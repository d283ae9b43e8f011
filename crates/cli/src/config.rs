// crates/cli/src/config.rs
use crate::args::Args;
pub use line_sift_engine::config::{RunConfig, StatsMode};

impl From<Args> for RunConfig {
    fn from(args: Args) -> Self {
        Self {
            inputs: args.files,
            output_dir: args.output_dir,
            prefix: args.prefix,
            append: args.append,
            stats: if args.full {
                StatsMode::Full
            } else {
                StatsMode::Short
            },
        }
    }
}

/// Log level from the number of `-v` flags.
#[must_use]
pub const fn log_level(verbose: u8) -> log::LevelFilter {
    match verbose {
        0 => log::LevelFilter::Warn,
        1 => log::LevelFilter::Info,
        _ => log::LevelFilter::Debug,
    }
}
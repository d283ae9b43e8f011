use crate::config::RunConfig;
use crate::error::{EngineError, Result};
use line_sift_core::{Buckets, Category};
use std::fs::OpenOptions;
use std::io::{BufWriter, Write};
use std::path::{Path, PathBuf};

/// Write one bucket to its output file.
///
/// An empty bucket leaves the file system untouched and yields `Ok(None)`.
///
/// # Errors
/// Returns `EngineError::OutputWrite` if the file cannot be opened or written.
pub fn flush_category(
    config: &RunConfig,
    buckets: &Buckets,
    category: Category,
) -> Result<Option<PathBuf>> {
    if buckets.is_empty(category) {
        return Ok(None);
    }

    let path = config.output_path(category);
    write_lines(&path, &buckets.rendered(category), config.append).map_err(|e| {
        EngineError::OutputWrite {
            path: path.clone(),
            source: e,
        }
    })?;

    log::debug!(
        "wrote {} {} to {}",
        buckets.len(category),
        category.label().to_lowercase(),
        path.display()
    );
    Ok(Some(path))
}

fn write_lines(path: &Path, lines: &[String], append: bool) -> std::io::Result<()> {
    let file = OpenOptions::new()
        .create(true)
        .write(true)
        .append(append)
        .truncate(!append)
        .open(path)?;
    let mut writer = BufWriter::new(file);
    for line in lines {
        writer.write_all(line.as_bytes())?;
        writer.write_all(b"\n")?;
    }
    writer.flush()
}

/// Write every non-empty bucket, continuing past individual failures.
pub fn flush_to_outputs(config: &RunConfig, buckets: &Buckets) -> (Vec<PathBuf>, Vec<EngineError>) {
    let mut written = Vec::new();
    let mut errors = Vec::new();

    for category in Category::ALL {
        match flush_category(config, buckets, category) {
            Ok(Some(path)) => written.push(path),
            Ok(None) => {}
            Err(e) => {
                log::debug!("recovered: {e}");
                errors.push(e);
            }
        }
    }

    (written, errors)
}

#[cfg(test)]
mod tests {
    use super::*;
    use crate::config::RunConfigBuilder;
    use std::fs;

    fn config_for(dir: &Path, prefix: &str, append: bool) -> RunConfig {
        RunConfigBuilder::default()
            .output_dir(dir)
            .prefix(prefix)
            .append(append)
            .build()
            .unwrap()
    }

    fn buckets_of(lines: &[&str]) -> Buckets {
        let mut buckets = Buckets::new();
        for line in lines {
            buckets.push_line(line);
        }
        buckets
    }

    #[test]
    fn test_writes_non_empty_buckets_only() {
        let dir = tempfile::tempdir().unwrap();
        let config = config_for(dir.path(), "", false);

        let (written, errors) = flush_to_outputs(&config, &buckets_of(&["1", "2", "a"]));

        assert!(errors.is_empty());
        assert_eq!(
            written,
            vec![dir.path().join("integers.txt"), dir.path().join("strings.txt")]
        );
        assert_eq!(fs::read_to_string(dir.path().join("integers.txt")).unwrap(), "1\n2\n");
        assert_eq!(fs::read_to_string(dir.path().join("strings.txt")).unwrap(), "a\n");
        assert!(!dir.path().join("floats.txt").exists());
    }

    #[test]
    fn test_empty_bucket_keeps_existing_file() {
        let dir = tempfile::tempdir().unwrap();
        let floats = dir.path().join("floats.txt");
        fs::write(&floats, "9.5\n").unwrap();
        let config = config_for(dir.path(), "", false);

        let result = flush_category(&config, &buckets_of(&["1"]), Category::Floats).unwrap();

        assert!(result.is_none());
        assert_eq!(fs::read_to_string(&floats).unwrap(), "9.5\n");
    }

    #[test]
    fn test_truncate_mode_overwrites() {
        let dir = tempfile::tempdir().unwrap();
        fs::write(dir.path().join("integers.txt"), "100\n200\n300\n").unwrap();
        let config = config_for(dir.path(), "", false);

        flush_category(&config, &buckets_of(&["7"]), Category::Integers).unwrap();

        assert_eq!(fs::read_to_string(dir.path().join("integers.txt")).unwrap(), "7\n");
    }

    #[test]
    fn test_append_mode_keeps_previous_content() {
        let dir = tempfile::tempdir().unwrap();
        fs::write(dir.path().join("p_floats.txt"), "0.5\n").unwrap();
        let config = config_for(dir.path(), "p_", true);

        flush_category(&config, &buckets_of(&["1.25", "3.0"]), Category::Floats).unwrap();

        assert_eq!(
            fs::read_to_string(dir.path().join("p_floats.txt")).unwrap(),
            "0.5\n1.25\n3.0\n"
        );
    }

    #[test]
    fn test_missing_output_dir_reports_each_bucket() {
        let dir = tempfile::tempdir().unwrap();
        let config = config_for(&dir.path().join("nope"), "", false);

        let (written, errors) = flush_to_outputs(&config, &buckets_of(&["1", "1.5", "x"]));

        assert!(written.is_empty());
        assert_eq!(errors.len(), 3);
        assert!(errors.iter().all(|e| matches!(e, EngineError::OutputWrite { .. })));
    }

    #[test]
    fn test_one_failing_bucket_does_not_stop_others() {
        let dir = tempfile::tempdir().unwrap();
        // a directory where floats.txt should go makes that open fail
        fs::create_dir(dir.path().join("floats.txt")).unwrap();
        let config = config_for(dir.path(), "", false);

        let (written, errors) = flush_to_outputs(&config, &buckets_of(&["1", "1.5", "x"]));

        assert_eq!(errors.len(), 1);
        assert_eq!(errors[0].path(), Some(dir.path().join("floats.txt").as_path()));
        assert_eq!(written.len(), 2);
    }
}
// crates/cli/src/error.rs
use thiserror::Error;

#[derive(Debug, Error)]
pub enum AppError {
    #[error(transparent)]
    Engine(#[from] line_sift_engine::error::EngineError),

    #[error("JSON error: {0}")]
    Json(#[from] serde_json::Error),
}

pub type Result<T> = std::result::Result<T, AppError>;
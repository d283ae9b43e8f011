// crates/core/src/stats.rs
use serde::Serialize;

/// Summary of a numeric bucket. Every value is widened to `f64`.
#[derive(Debug, Default, Clone, Copy, PartialEq, Serialize)]
pub struct NumericStats {
    pub count: usize,
    #[serde(skip_serializing_if = "Option::is_none")]
    pub min: Option<f64>,
    #[serde(skip_serializing_if = "Option::is_none")]
    pub max: Option<f64>,
    #[serde(skip_serializing_if = "Option::is_none")]
    pub sum: Option<f64>,
    #[serde(skip_serializing_if = "Option::is_none")]
    pub mean: Option<f64>,
}

impl NumericStats {
    /// Single pass over `values`.
    pub fn from_values<I>(values: I) -> Self
    where
        I: IntoIterator<Item = f64>,
    {
        let mut count = 0usize;
        let mut min = f64::INFINITY;
        let mut max = f64::NEG_INFINITY;
        let mut sum = 0.0;

        for v in values {
            count += 1;
            min = min.min(v);
            max = max.max(v);
            sum += v;
        }

        if count == 0 {
            return Self::default();
        }

        #[allow(clippy::cast_precision_loss)]
        let mean = sum / count as f64;
        Self {
            count,
            min: Some(min),
            max: Some(max),
            sum: Some(sum),
            mean: Some(mean),
        }
    }

    #[must_use]
    #[allow(clippy::cast_precision_loss)]
    pub fn from_integers(values: &[i64]) -> Self {
        Self::from_values(values.iter().map(|&v| v as f64))
    }

    #[must_use]
    pub fn from_floats(values: &[f64]) -> Self {
        Self::from_values(values.iter().copied())
    }
}

/// Summary of the string bucket: lengths only, never the strings.
#[derive(Debug, Default, Clone, Copy, PartialEq, Eq, Serialize)]
pub struct TextStats {
    pub count: usize,
    #[serde(skip_serializing_if = "Option::is_none")]
    pub min_len: Option<usize>,
    #[serde(skip_serializing_if = "Option::is_none")]
    pub max_len: Option<usize>,
}

impl TextStats {
    #[must_use]
    pub fn from_strings(values: &[String]) -> Self {
        let mut lengths = values.iter().map(|s| utf16_len(s));
        let Some(first) = lengths.next() else {
            return Self::default();
        };
        let (min_len, max_len) = lengths.fold((first, first), |(lo, hi), len| {
            (lo.min(len), hi.max(len))
        });
        Self {
            count: values.len(),
            min_len: Some(min_len),
            max_len: Some(max_len),
        }
    }
}

/// Length in UTF-16 code units.
#[must_use]
pub fn utf16_len(s: &str) -> usize {
    s.encode_utf16().count()
}

#[derive(Debug, Default, Clone, Copy, PartialEq, Serialize)]
pub struct Summary {
    pub integers: NumericStats,
    pub floats: NumericStats,
    pub strings: TextStats,
}
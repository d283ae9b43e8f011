use derive_builder::Builder;
use line_sift_core::Category;
use std::path::PathBuf;

/// How much of each bucket summary is reported.
#[derive(Debug, Clone, Copy, Default, PartialEq, Eq)]
pub enum StatsMode {
    /// Counts only
    #[default]
    Short,
    /// Counts plus min/max/sum/mean (numbers) or shortest/longest (strings)
    Full,
}

#[derive(Debug, Clone, Builder)]
#[builder(setter(into))]
pub struct RunConfig {
    #[builder(default)]
    pub inputs: Vec<PathBuf>,
    #[builder(default = "PathBuf::from(\".\")")]
    pub output_dir: PathBuf,
    #[builder(default)]
    pub prefix: String,
    #[builder(default)]
    pub append: bool,
    #[builder(default)]
    pub stats: StatsMode,
}

impl Default for RunConfig {
    fn default() -> Self {
        Self {
            inputs: vec![],
            output_dir: PathBuf::from("."),
            prefix: String::new(),
            append: false,
            stats: StatsMode::default(),
        }
    }
}

impl RunConfig {
    /// `output_dir/{prefix}{category}.txt`
    #[must_use]
    pub fn output_path(&self, category: Category) -> PathBuf {
        self.output_dir
            .join(format!("{}{}", self.prefix, category.file_name()))
    }
}
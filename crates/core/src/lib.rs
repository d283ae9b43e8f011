// crates/core/src/lib.rs
#![allow(clippy::cargo_common_metadata)]
#![allow(clippy::multiple_crate_versions)]

pub mod bucket;
pub mod classify;
pub mod lines;
pub mod render;
pub mod stats;

pub use bucket::Buckets;
pub use classify::{Category, ClassifiedValue, classify};
pub use stats::{NumericStats, Summary, TextStats};
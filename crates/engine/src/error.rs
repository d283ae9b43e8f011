use std::path::PathBuf;
use thiserror::Error;

#[derive(Debug, Error)]
pub enum EngineError {
    #[error("failed to read input file '{path}': {source}")]
    InputRead {
        path: PathBuf,
        #[source]
        source: std::io::Error,
    },

    #[error("failed to write output file '{path}': {source}")]
    OutputWrite {
        path: PathBuf,
        #[source]
        source: std::io::Error,
    },

    #[error("no input files given")]
    NoInput,
}

impl EngineError {
    /// Path of the file the error refers to, if any.
    #[must_use]
    pub fn path(&self) -> Option<&std::path::Path> {
        match self {
            Self::InputRead { path, .. } | Self::OutputWrite { path, .. } => Some(path),
            Self::NoInput => None,
        }
    }
}

pub type Result<T> = std::result::Result<T, EngineError>;
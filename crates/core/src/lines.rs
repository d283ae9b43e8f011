// crates/core/src/lines.rs
use std::borrow::Cow;

/// Split one `\n`-terminated chunk into logical lines.
///
/// `\n`, `\r\n` and a lone `\r` all end a line. A chunk is what
/// `BufRead::read_until(b'\n', ..)` returns, so the only `\n` it can contain
/// is the trailing one; embedded `\r` still start new lines.
pub fn split_lines(chunk: &[u8]) -> impl Iterator<Item = &[u8]> {
    let body = chunk.strip_suffix(b"\n").unwrap_or(chunk);
    let body = body.strip_suffix(b"\r").unwrap_or(body);
    body.split(|&b| b == b'\r')
}

/// Decode a line as UTF-8, substituting U+FFFD for invalid sequences.
#[must_use]
pub fn decode(line: &[u8]) -> Cow<'_, str> {
    String::from_utf8_lossy(line)
}
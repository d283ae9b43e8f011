use clap::Parser;
use line_sift_cli::args::Args;
use line_sift_cli::config::{self, RunConfig};
use line_sift_cli::error::Result;
use line_sift_cli::presentation;
use line_sift_engine::error::EngineError;
use std::process::ExitCode;

fn main() -> ExitCode {
    let args = Args::parse();

    env_logger::Builder::new()
        .filter_level(config::log_level(args.verbose))
        .parse_default_env()
        .init();

    match run(args) {
        Ok(()) => ExitCode::SUCCESS,
        Err(e) => {
            eprintln!("Application Error: {e}");
            ExitCode::FAILURE
        }
    }
}

fn run(args: Args) -> Result<()> {
    let format = args.format;
    let config = RunConfig::from(args);

    let result = match line_sift_engine::run(&config) {
        Ok(result) => result,
        Err(EngineError::NoInput) => {
            println!("{}", EngineError::NoInput);
            return Ok(());
        }
        Err(e) => return Err(e.into()),
    };

    for err in &result.errors {
        eprintln!("error: {err}");
    }
    log::info!("wrote {} output file(s)", result.written.len());

    presentation::print_summary(&result.summary(), config.stats, format)
}
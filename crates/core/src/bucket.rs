// crates/core/src/bucket.rs
use crate::classify::{Category, ClassifiedValue, classify};
use crate::render::render_float;
use crate::stats::{NumericStats, Summary, TextStats};

/// The three per-category buckets of one run.
///
/// Values are kept in arrival order. When several inputs are processed one
/// after another, each bucket holds the first input's values followed by the
/// next input's, and so on.
#[derive(Debug, Default, Clone, PartialEq)]
pub struct Buckets {
    integers: Vec<i64>,
    floats: Vec<f64>,
    strings: Vec<String>,
}

impl Buckets {
    #[must_use]
    pub fn new() -> Self {
        Self::default()
    }

    pub fn append(&mut self, value: ClassifiedValue) {
        match value {
            ClassifiedValue::Integer(v) => self.integers.push(v),
            ClassifiedValue::Float(v) => self.floats.push(v),
            ClassifiedValue::Text(s) => self.strings.push(s),
        }
    }

    /// Classify `line` and append the result.
    pub fn push_line(&mut self, line: &str) -> Category {
        let value = classify(line);
        let category = value.category();
        self.append(value);
        category
    }

    #[must_use]
    pub fn integers(&self) -> &[i64] {
        &self.integers
    }

    #[must_use]
    pub fn floats(&self) -> &[f64] {
        &self.floats
    }

    #[must_use]
    pub fn strings(&self) -> &[String] {
        &self.strings
    }

    #[must_use]
    pub fn len(&self, category: Category) -> usize {
        match category {
            Category::Integers => self.integers.len(),
            Category::Floats => self.floats.len(),
            Category::Strings => self.strings.len(),
        }
    }

    #[must_use]
    pub fn is_empty(&self, category: Category) -> bool {
        self.len(category) == 0
    }

    /// Output lines for one bucket, terminators not included.
    #[must_use]
    pub fn rendered(&self, category: Category) -> Vec<String> {
        match category {
            Category::Integers => self.integers.iter().map(ToString::to_string).collect(),
            Category::Floats => self.floats.iter().map(|&v| render_float(v)).collect(),
            Category::Strings => self.strings.clone(),
        }
    }

    #[must_use]
    pub fn summary(&self) -> Summary {
        Summary {
            integers: NumericStats::from_integers(&self.integers),
            floats: NumericStats::from_floats(&self.floats),
            strings: TextStats::from_strings(&self.strings),
        }
    }
}

impl Extend<ClassifiedValue> for Buckets {
    fn extend<T: IntoIterator<Item = ClassifiedValue>>(&mut self, iter: T) {
        for value in iter {
            self.append(value);
        }
    }
}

> WHAT TO WORK ON:
Show every line above in which the word "prefix" is found.

> OUTPUT OF THE EXERCISE:
            prefix: args.prefix,
    fn config_for(dir: &Path, prefix: &str, append: bool) -> RunConfig {
            .prefix(prefix)
    pub prefix: String,
            prefix: String::new(),
    /// `output_dir/{prefix}{category}.txt`
            .join(format!("{}{}", self.prefix, category.file_name()))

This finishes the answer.